Is Covid Crisis Lead to Prosperity - Causal Inference from a Counterfactual World Using Facebook Prophet
Posted June 12, 2021 by Gowri Shankar ‐ 12 min read
Identifying one causal reason is more powerful than identifying dozens of correlational patterns from the data, causal inferencing is a branch of statistics concern to effects that are consequence of actions. In traditional machine learning, we infer from the observations of the past asking how something had happened by characterizing the association between variables. On contrary, causal inferencing addresses why an event had happened through randomized experiments.
Why causality is critical, it has been widely believed causal reasoning is the promising path towards generalization. This is the second post on causality where we earlier attempted to bridge causal reasoning with model explainability under the theme correlation does not imply causation
. Please refer
In this post, we are introducing the mathematical intuition behind causality, fairness, explanation and subsequently create a counterfactual world using Facebook Prophet forecasting tool in a retrospective mood. I hope this post will render all necessary instincts to dive deeper in the forthcoming posts on superior causal modeling schemes like DoWhy, Causal Recovery Tool box, Causal DNN etc.
- Image Credit: A bear market and a bull market
It’s a big thing to integrate [causality] into AI. Current approaches to machine learning assume that the
trained AI system will be applied on the same kind of data as the training data. In real life it is often
not the case.
- Yoshua Bengio
Lots of people in ML/DL [deep learning] know that causal inference is an important way to
improve generalization.
- Yann LeCun
Objectives
The objective of this post is to formalize the intuition behind causal inferencing and counterfactuals worlds. We also learn about
- Causal Graphs
- Causal Explanation and Fairness
- Facebook Prophet Forecasting Library
Introduction
What makes us human is our ability to rationalize events in terms of cause and effect. i.e The inherent capability to assess why
something had happened or have to happen to make a corrective actions and hoping to improve the future outcomes. However, in traditional ML/Deep Learning - learning happens out of correlated features, where features that are available does not completely represent the world. Bridging the gap between known world and unknown world through causal reasoning will realize generalization, a stepping stone for artificail general intelligence.
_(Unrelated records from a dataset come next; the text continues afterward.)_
//! Show a single post

use anyhow::Result;

use crate::Site;

/// Print one post by its tree path
pub fn run(site: &Site, path: &str) -> Result<()> {
    let Some(post) = site.store().post(path)? else {
        anyhow::bail!("Post not found: {}", path);
    };

    println!("Title:    {}", post.title);
    println!("Date:     {}", post.date.format("%Y-%m-%d"));
    println!("Category: {}", post.category);
    if !post.tags.is_empty() {
        println!("Tags:     {}", post.tags.join(", "));
    }
    println!("Words:    {}", post.word_count);
    println!();
    println!("{}", post.content);

    Ok(())
}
Performance of traditional machine learning models degrade due to concept and data drift over time, I mean a well tested and deployed model in the field tend to go obsolete. Continuous development and integration schemes address the data drift problem but the robustness of the model degrades eventually. On contrary, causal inferencing focus on what might have happened when there is lack of information through randomized control trials(RCTs) or A/B tests. It also addresses the classic problem of Out of Distribution to certain extent.
Counterfactual World Conundrum
Purely observational data does not account the attributes of the counterfactual world. i.e certain actions are taken and the effect of those actions are recorded in the dataset, in case those actions are not taken in an alternate universe - What could have been the effect? Let us ilustrate this
$X$ causes $Y$ iff $X$ leads to a change in $Y$, i.e. $(X \rightarrow Y)$ - keeping everything else constant $$then$$ $$\Large \text{Causal Effect} = \overbrace{ E[ Y|do(X=1)]}^{\text{ Real World }} - \underbrace{ E[Y|do(X=0)] }_{\text{Counterfactual World}} \tag{1. Causal Effect}$$ Causal effect is the magnitude by which $Y$ is changed by a unit change in $X$.
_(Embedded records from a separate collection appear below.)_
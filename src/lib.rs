//! saenslog: the content layer of a markdown blog and project portfolio
//!
//! Posts live as YAML-frontmatter markdown files in a nested folder tree,
//! projects as numeric-prefixed directories holding an info.json and image
//! assets. This crate reads both off disk on every request and shapes them
//! into the view models the site's pages consume.

pub mod commands;
pub mod config;
pub mod content;
pub mod helpers;
pub mod projects;
pub mod routes;

use anyhow::Result;
use std::path::{Path, PathBuf};

use content::BlogStore;
use projects::ProjectGallery;

/// The site: configuration plus resolved content directories
#[derive(Clone)]
pub struct Site {
    /// Site configuration
    pub config: config::SiteConfig,
    /// Base directory
    pub base_dir: PathBuf,
    /// Blog tree root
    pub blog_dir: PathBuf,
    /// Projects root
    pub projects_dir: PathBuf,
}

impl Site {
    /// Create a site from a base directory, loading _config.yml when present
    pub fn new<P: AsRef<Path>>(base_dir: P) -> Result<Self> {
        let base_dir = base_dir.as_ref().to_path_buf();
        let config_path = base_dir.join("_config.yml");

        let config = if config_path.exists() {
            config::SiteConfig::load(&config_path)?
        } else {
            config::SiteConfig::default()
        };

        let blog_dir = base_dir.join(&config.blog_dir);
        let projects_dir = base_dir.join(&config.projects_dir);

        Ok(Self {
            config,
            base_dir,
            blog_dir,
            projects_dir,
        })
    }

    /// Open the blog store
    pub fn store(&self) -> BlogStore {
        BlogStore::new(&self.blog_dir, &self.config)
    }

    /// Open the project gallery
    pub fn gallery(&self) -> ProjectGallery {
        ProjectGallery::new(&self.projects_dir, &self.config)
    }
}

#[cfg(test)]
mod tests {
    use super::*;
    use std::fs;
    use tempfile::TempDir;

    #[test]
    fn test_site_without_config_uses_defaults() {
        let tmp = TempDir::new().unwrap();
        let site = Site::new(tmp.path()).unwrap();
        assert_eq!(site.blog_dir, tmp.path().join("content/blog"));
        assert_eq!(site.projects_dir, tmp.path().join("content/projects"));
    }

    #[test]
    fn test_site_reads_config() {
        let tmp = TempDir::new().unwrap();
        fs::write(
            tmp.path().join("_config.yml"),
            "title: Mine\nblog_dir: posts\n",
        )
        .unwrap();
        let site = Site::new(tmp.path()).unwrap();
        assert_eq!(site.config.title, "Mine");
        assert_eq!(site.blog_dir, tmp.path().join("posts"));
    }
}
This illustration renders the change in NFTY 50 Index when the covid crisis started during Feb, 2020 and lockdown effect by Mar/Apr, 2020 - We are studying this dataset in the subsequent section in depth.
For example, In a farm field everything is automated using an expert system that is powered by sensors and actuators.
- Moisture level of the soil is fed to the expert system through sensors
- If the soil moisture level goes below certain threshold, actuators triggers to kick start the water supply
- Atmospheric temperature is monitored and recorded
- Subsequently, moisture level of the soil also recorded
Sensors ensured the farm field is watered as and when the temperature goes up which inherently lead to maintaining the moisture of the soil in acceptable level. The data of temperature and soil moisture levels are collected and they are quite correlated.
This observational data is fed into an AI system which is about to augment the expert system based on historical observations. However the AI system ended up recommending No Watering
when there is High Temperature
because the expert system ensured watering whenever temperature peaks, resulting in high temperature leads to high moisture level.
In causal inferencing, empahsis is given for the counterfactual world where an intervention did not happen ie $E[Y|do(X=0)]$ and it’s effects are measured.
Prediction Accuracy and Modeling through Causal Graphs
From data, we can build models and train them for a better prediction metrics(e.g. Loss, Accuracy etc) but data alone is not sufficient for causal inferencing. It has to be augmented with domain knowledge and assumptions. Further, we cannot calculate the causal effect because we cannot observe the counterfactual world - we can only estimate.
Meanwhile, without a loss function we cannot build a predictive model. For a traditional machine learning model the loss function is
$$min \sum_{(x, y)} loss(h(x), y) \tag{2. Correlational ML}$$ then through Causal Learning
- Identify which features directly cause the outcome
- Build a predictive model using only those features
$$min \sum_{(x_c, y)} loss(h(x_c), y) \tag{3. Causal ML}$$
Where,
- $x_c$ is subset of the features $x$
- $h(.)$ is the predicted value
There are fundamental challenges to address to infer causal effect, let us start with the following 4 steps suggested by Emre Kiciman and Amit Sharma of Microsoft Research.
- Modeling: Create a causal graph to encode assumptions
- Identification: Formulate what to estimate
- Estimation: Compute the estimation
- Refutation: Validate the assumptions
Modeling through Causal Graphs
Converting domain knowledge into a formal causal assumptions and relationships between outcome and variables is the key aspect of causal modeling.
For example, the below relationship says the following
- $A \rightarrow C$, $B \rightarrow C$, $C \rightarrow D$, $D \rightarrow E$, $D \rightarrow F$
- $A \nleftrightarrow B$, $D \nleftrightarrow A | C$, $E \nleftrightarrow C | D$, $\cdots$
It is quite impossible to infer this graph from a dataset alone and assumptions are encoded by missing edges and direction of the edges.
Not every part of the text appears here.